Some 125 miles of trails visit a variety of terrain from hills and meadows to forests and wetlands, including a unique Atlantic white cedar bog. Some of the canine hiking can be quite challenging and many of the trails are strewn with rocks. Great Blue Hill, rising 635 feet above the Neponsett Valley, is the highest of the 22 hills in the Blue Hills chain.

Keep your head up for sweeping views of the metropolitan area. Also keep an eye out for the diverse wildlife in the Blue Hills Reservation that is not often associated with Boston - timber rattlesnakes, coyote and otters. Most of the trails are marked but a trail map is a wise purchase for day hikes - one is on sale at park headquarters (695 Hillside Street) or the Blue Hills Trailside Museum (1904 Canton Avenue).

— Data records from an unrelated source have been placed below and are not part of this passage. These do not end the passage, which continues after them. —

//! Merging a sparse overlay onto a baseline.

use crate::register::{Overlay, RegisterName, RegisterSet};

/// Merges an overlay onto a baseline.
///
/// Touched registers take the overlay value; every other register keeps the
/// baseline value. The baseline is not modified.
#[must_use]
pub fn merge(baseline: &RegisterSet, overlay: &Overlay) -> RegisterSet {
    let mut merged = *baseline;
    for name in RegisterName::ALL {
        if let Some(value) = overlay.get(name) {
            merged.set(name, value);
        }
    }
    merged
}

/// Builds the register set written in preset mode.
///
/// No baseline is involved: every register comes from the register table.
#[must_use]
pub fn preset() -> RegisterSet {
    RegisterSet::preset()
}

The National Register of Historic Places lists 16 structures from Blue Hills Reservation. The most celebrated sits at the summit of Great Blue Hill - the Blue Hill Weather Observatory. Still used as a weather station, the observatory is in Eliot Tower, a stone observation post built by the Civilian Conservation Corps during the 1930s.

The Blue Hills Reservation is headquartered in Milton, 8 miles south of Boston. Take Route 93 to Exit 3, Houghtons Pond. Turn right at the stop sign onto Hillside Street. Houghtons Pond is located approximately 1/4 miles on the right; continue 1/4 miles to the reservation headquarters on the left.